• **Goal of the exercise**
Give back an exact copy of the lines below, from the first through the line with "moves the current"; please stop there.

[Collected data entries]
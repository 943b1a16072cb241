use std::time::{Duration, Instant};

/// Smoothing factor for the hero parallax: fraction of the remaining
/// distance covered each frame.
pub const PARALLAX_EASE: f32 = 0.085;

/// Below this distance the parallax is considered settled and stops
/// requesting repaints.
pub const PARALLAX_SETTLE_EPSILON: f32 = 0.0005;

/// A single-slot cancellable deferred window.
///
/// Arming the slot always replaces any prior deadline, so at most one
/// window is pending at a time. Used for the deck's rotation lock and the
/// post-swipe tap suppression.
#[derive(Debug, Clone, Copy, Default)]
pub struct DeadlineSlot {
    deadline: Option<Instant>,
}

impl DeadlineSlot {
    pub fn new() -> Self {
        Self { deadline: None }
    }

    /// Arm the window to expire `duration` after `now`, cancelling any
    /// previously armed window.
    pub fn arm(&mut self, now: Instant, duration: Duration) {
        self.deadline = Some(now + duration);
    }

    pub fn cancel(&mut self) {
        self.deadline = None;
    }

    /// True while the window has been armed and has not yet expired.
    pub fn is_active(&self, now: Instant) -> bool {
        match self.deadline {
            Some(deadline) => now < deadline,
            None => false,
        }
    }
}

/// Per-frame pointer-parallax smoother for the hero section.
///
/// The target lives in [-1, 1] on both axes; each `step` moves the current
/// value a fixed fraction of the remaining distance, matching the original
/// render-loop easing. The smoother is an explicit lifecycle object: it does
/// nothing until started, and stopping it zeroes all state so no stale
/// offset survives a teardown.
#[derive(Debug, Clone, Copy, Default)]
pub struct ParallaxSmoother {
    active: bool,
    target: (f32, f32),
    current: (f32, f32),
}

impl ParallaxSmoother {
    pub fn new() -> Self {
        Self::default()
    }

    pub fn start(&mut self) {
        self.active = true;
    }

    pub fn stop(&mut self) {
        self.active = false;
        self.target = (0.0, 0.0);
        self.current = (0.0, 0.0);
    }

    pub fn is_active(&self) -> bool {
        self.active
    }

    /// Set the pointer-derived target, clamped to [-1, 1] per axis.
    pub fn retarget(&mut self, x: f32, y: f32) {
        if !self.active {
            return;
        }
        self.target = (x.clamp(-1.0, 1.0), y.clamp(-1.0, 1.0));
    }

    /// Ease the target back to the origin (pointer left the section).
    pub fn release(&mut self) {
        self.target = (0.0, 0.0);
    }

    /// Advance one frame. Returns true while the smoother still needs
    /// further frames, so the caller knows to keep requesting repaints.
    pub fn step(&mut self) -> bool {
        if !self.active {
            return false;
        }
        self.current.0 += (self.target.0 - self.current.0) * PARALLAX_EASE;
        self.current.1 += (self.target.1 - self.current.1) * PARALLAX_EASE;
        !self.is_settled()
    }

    pub fn offset(&self) -> (f32, f32) {
        self.current
    }

    fn is_settled(&self) -> bool {
        (self.target.0 - self.current.0).abs() < PARALLAX_SETTLE_EPSILON
            && (self.target.1 - self.current.1).abs() < PARALLAX_SETTLE_EPSILON
    }
}

#[cfg(test)]
mod tests {
    use super::*;

    #[test]
    fn test_deadline_slot_inactive_by_default() {
        let slot = DeadlineSlot::new();
        assert!(!slot.is_active(Instant::now()));
    }

    #[test]
    fn test_deadline_slot_active_until_expiry() {
        let now = Instant::now();
        let mut slot = DeadlineSlot::new();
        slot.arm(now, Duration::from_millis(420));

        assert!(slot.is_active(now));
        assert!(slot.is_active(now + Duration::from_millis(419)));
        assert!(!slot.is_active(now + Duration::from_millis(420)));
    }

    #[test]
    fn test_deadline_slot_rearm_replaces_prior_window() {
        let now = Instant::now();
        let mut slot = DeadlineSlot::new();
        slot.arm(now, Duration::from_millis(500));
        // Re-arm with a shorter window; the long one must be gone.
        slot.arm(now, Duration::from_millis(100));

        assert!(!slot.is_active(now + Duration::from_millis(200)));
    }

    #[test]
    fn test_deadline_slot_cancel() {
        let now = Instant::now();
        let mut slot = DeadlineSlot::new();
        slot.arm(now, Duration::from_millis(500));
        slot.cancel();
        assert!(!slot.is_active(now));
    }

    #[test]
    fn test_parallax_ignores_input_until_started() {
        let mut parallax = ParallaxSmoother::new();
        parallax.retarget(1.0, 1.0);
        assert!(!parallax.step());
        assert_eq!(parallax.offset(), (0.0, 0.0));
    }

    #[test]
    fn test_parallax_target_clamped() {
        let mut parallax = ParallaxSmoother::new();
        parallax.start();
        parallax.retarget(4.0, -7.5);
        // Converge far enough that the current value would overshoot [-1, 1]
        // if the target were not clamped.
        for _ in 0..500 {
            parallax.step();
        }
        let (x, y) = parallax.offset();
        assert!(x <= 1.0 && x > 0.99);
        assert!(y >= -1.0 && y < -0.99);
    }

    #[test]
    fn test_parallax_converges_and_settles() {
        let mut parallax = ParallaxSmoother::new();
        parallax.start();
        parallax.retarget(0.5, -0.25);

        let mut frames = 0;
        while parallax.step() {
            frames += 1;
            assert!(frames < 1000, "smoother never settled");
        }
        let (x, y) = parallax.offset();
        assert!((x - 0.5).abs() < 0.01);
        assert!((y + 0.25).abs() < 0.01);
    }

    #[test]
    fn test_parallax_stop_resets_state() {
        let mut parallax = ParallaxSmoother::new();
        parallax.start();
        parallax.retarget(1.0, 1.0);
        parallax.step();
        parallax.stop();

        assert_eq!(parallax.offset(), (0.0, 0.0));
        assert!(!parallax.step());
    }
}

• **Answer to the exercise**
repository 943b1a16072cb241
use std::time::{Duration, Instant};

/// Smoothing factor for the hero parallax: fraction of the remaining
/// distance covered each frame.
pub const PARALLAX_EASE: f32 = 0.085;

/// Below this distance the parallax is considered settled and stops
/// requesting repaints.
pub const PARALLAX_SETTLE_EPSILON: f32 = 0.0005;

/// A single-slot cancellable deferred window.
///
/// Arming the slot always replaces any prior deadline, so at most one
/// window is pending at a time. Used for the deck's rotation lock and the
/// post-swipe tap suppression.
#[derive(Debug, Clone, Copy, Default)]
pub struct DeadlineSlot {
    deadline: Option<Instant>,
}

impl DeadlineSlot {
    pub fn new() -> Self {
        Self { deadline: None }
    }

    /// Arm the window to expire `duration` after `now`, cancelling any
    /// previously armed window.
    pub fn arm(&mut self, now: Instant, duration: Duration) {
        self.deadline = Some(now + duration);
    }

    pub fn cancel(&mut self) {
        self.deadline = None;
    }

    /// True while the window has been armed and has not yet expired.
    pub fn is_active(&self, now: Instant) -> bool {
        match self.deadline {
            Some(deadline) => now < deadline,
            None => false,
        }
    }
}

/// Per-frame pointer-parallax smoother for the hero section.
///
/// The target lives in [-1, 1] on both axes; each `step` moves the current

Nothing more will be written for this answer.